Just last week, MediaPost’s newest columnist Tim McHale wrote about the necessity of applying the traditional media concepts of
Reach and Frequency to online advertising. Today in New York, the ARF Online Reach and Frequency Committee held a meeting about
that very issue and attempted to answer a question that has plagued the industry for the last 7 years.
The question was: to build online R&F curves, do we use data collected through User-Centric
Measurement or Site-Centric Measurement?
The ARF meeting wasn’t open to the press, but we were lucky enough to have someone on the inside – Committee Chair and longtime MediaPost contributor
David Smith, who just called us to say the results of the meeting are a giant leap in the right direction because the answer is “both.”

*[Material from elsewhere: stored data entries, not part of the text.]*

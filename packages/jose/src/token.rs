//! Parsed or built tokens and their claim accessors

use crate::clock::{Clock, SystemClock};
use crate::content::ContentCodec;
use crate::document::{Document, DocumentExt};
use crate::error::JoseResult;
use crate::key_codec::KeyCodec;
use crate::registry::RegisteredAlgorithm;
use crate::signing::SigningCodec;
use crate::{jwe, jws};
use chrono::{DateTime, Utc};
use serde_json::Value;

/// Behaviour shared by signed and encrypted tokens
pub trait Jwt {
    /// Protected header, including `alg` (and `enc` for JWE)
    fn header(&self) -> &Document;

    /// Claims
    fn payload(&self) -> &Document;

    /// True for JWE
    fn is_encrypted(&self) -> bool;

    /// True for a JWS signed with `none`
    fn is_unprotected(&self) -> bool;

    /// Compact serialization
    fn to_compact(&self) -> JoseResult<String>;

    /// Raw claim value
    fn claim(&self, name: &str) -> Option<&Value> {
        self.payload().get(name)
    }

    /// Claim as text: strings verbatim, numbers and booleans printed, anything
    /// else `None`
    fn claim_as_string(&self, name: &str) -> Option<String> {
        match self.claim(name)? {
            Value::String(s) => Some(s.clone()),
            Value::Number(n) => Some(n.to_string()),
            Value::Bool(b) => Some(b.to_string()),
            _ => None,
        }
    }

    /// `iss`
    fn issuer(&self) -> Option<&str> {
        self.payload().get_str("iss")
    }

    /// `iat`
    fn issued_at(&self) -> Option<DateTime<Utc>> {
        seconds_claim(self.payload(), "iat")
    }

    /// `exp`
    fn expires_at(&self) -> Option<DateTime<Utc>> {
        seconds_claim(self.payload(), "exp")
    }

    /// `nbf`
    fn valid_at(&self) -> Option<DateTime<Utc>> {
        seconds_claim(self.payload(), "nbf")
    }

    /// Expired by the system clock
    fn is_expired(&self) -> bool {
        self.is_expired_at(&SystemClock)
    }

    /// A token without `exp` counts as expired; otherwise it expires once
    /// `exp` is strictly before the current second
    fn is_expired_at(&self, clock: &dyn Clock) -> bool {
        self.expires_at()
            .is_none_or(|exp| exp < clock.now_seconds())
    }

    /// Valid by the system clock
    fn is_valid(&self) -> bool {
        self.is_valid_at(&SystemClock)
    }

    /// A token without `nbf` is valid; otherwise it becomes valid once the
    /// current second reaches `nbf`
    fn is_valid_at(&self, clock: &dyn Clock) -> bool {
        self.valid_at()
            .is_none_or(|nbf| nbf <= clock.now_seconds())
    }
}

fn seconds_claim(payload: &Document, name: &str) -> Option<DateTime<Utc>> {
    payload
        .get_i64(name)
        .and_then(|secs| DateTime::from_timestamp(secs, 0))
}

/// A JWS: header and payload bound to the codec that signs them
#[derive(Debug, Clone)]
pub struct SignedToken {
    header: Document,
    payload: Document,
    codec: SigningCodec,
}

impl SignedToken {
    /// Assemble a token; `alg` is set from the codec
    #[must_use]
    pub fn new(header: Document, payload: Document, codec: SigningCodec) -> Self {
        let header = header.with("alg", codec.algorithm().id());
        Self {
            header,
            payload,
            codec,
        }
    }

    /// Signing codec
    #[must_use]
    pub fn codec(&self) -> &SigningCodec {
        &self.codec
    }
}

impl Jwt for SignedToken {
    fn header(&self) -> &Document {
        &self.header
    }

    fn payload(&self) -> &Document {
        &self.payload
    }

    fn is_encrypted(&self) -> bool {
        false
    }

    fn is_unprotected(&self) -> bool {
        self.codec.is_unprotected()
    }

    fn to_compact(&self) -> JoseResult<String> {
        jws::encode(&self.header, &self.payload, &self.codec)
    }
}

/// A JWE: header and payload bound to a key codec and a content codec
#[derive(Debug, Clone)]
pub struct EncryptedToken {
    header: Document,
    payload: Document,
    key_codec: KeyCodec,
    content: ContentCodec,
}

impl EncryptedToken {
    /// Assemble a token; `alg` and `enc` are set from the codecs
    #[must_use]
    pub fn new(
        header: Document,
        payload: Document,
        key_codec: KeyCodec,
        content: ContentCodec,
    ) -> Self {
        let header = header
            .with("alg", key_codec.algorithm().id())
            .with("enc", content.algorithm().id());
        Self {
            header,
            payload,
            key_codec,
            content,
        }
    }

    /// Key codec
    #[must_use]
    pub fn key_codec(&self) -> &KeyCodec {
        &self.key_codec
    }

    /// Content codec
    #[must_use]
    pub fn content_codec(&self) -> &ContentCodec {
        &self.content
    }

    /// Serialize with the content key wrapped by `key_codec` instead
    pub fn to_compact_with(&self, key_codec: &KeyCodec) -> JoseResult<String> {
        jwe::encode(&self.header, &self.payload, key_codec, &self.content)
    }
}

impl Jwt for EncryptedToken {
    fn header(&self) -> &Document {
        &self.header
    }

    fn payload(&self) -> &Document {
        &self.payload
    }

    fn is_encrypted(&self) -> bool {
        true
    }

    fn is_unprotected(&self) -> bool {
        false
    }

    fn to_compact(&self) -> JoseResult<String> {
        jwe::encode(&self.header, &self.payload, &self.key_codec, &self.content)
    }
}

/// Either kind of token
#[derive(Debug, Clone)]
pub enum Token {
    /// JWS
    Signed(SignedToken),
    /// JWE
    Encrypted(EncryptedToken),
}

impl Token {
    fn inner(&self) -> &dyn Jwt {
        match self {
            Self::Signed(token) => token,
            Self::Encrypted(token) => token,
        }
    }

    /// The JWS, if this is one
    #[must_use]
    pub fn as_signed(&self) -> Option<&SignedToken> {
        match self {
            Self::Signed(token) => Some(token),
            Self::Encrypted(_) => None,
        }
    }

    /// The JWE, if this is one
    #[must_use]
    pub fn as_encrypted(&self) -> Option<&EncryptedToken> {
        match self {
            Self::Encrypted(token) => Some(token),
            Self::Signed(_) => None,
        }
    }
}

impl From<SignedToken> for Token {
    fn from(token: SignedToken) -> Self {
        Self::Signed(token)
    }
}

impl From<EncryptedToken> for Token {
    fn from(token: EncryptedToken) -> Self {
        Self::Encrypted(token)
    }
}

impl Jwt for Token {
    fn header(&self) -> &Document {
        self.inner().header()
    }

    fn payload(&self) -> &Document {
        self.inner().payload()
    }

    fn is_encrypted(&self) -> bool {
        self.inner().is_encrypted()
    }

    fn is_unprotected(&self) -> bool {
        self.inner().is_unprotected()
    }

    fn to_compact(&self) -> JoseResult<String> {
        self.inner().to_compact()
    }
}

According to David, after asking representatives from
companies like Jupiter Media Metrix, Atlas DMT, comScore, DoubleClick and several others to demonstrate their solutions to the R&F problem, the committee unanimously agreed that the standard of reach
and frequency for the web should be a combination of site-side and server-side measurement. “The reality is that media planners combine metrics all the time” in traditional media, he said, and there
is no reason that can’t happen online as well.
David said the meeting produced enough insight for the committee to issue a list of Best Practices and a white paper in the upcoming weeks. We’ll
keep you posted on their progress and official results.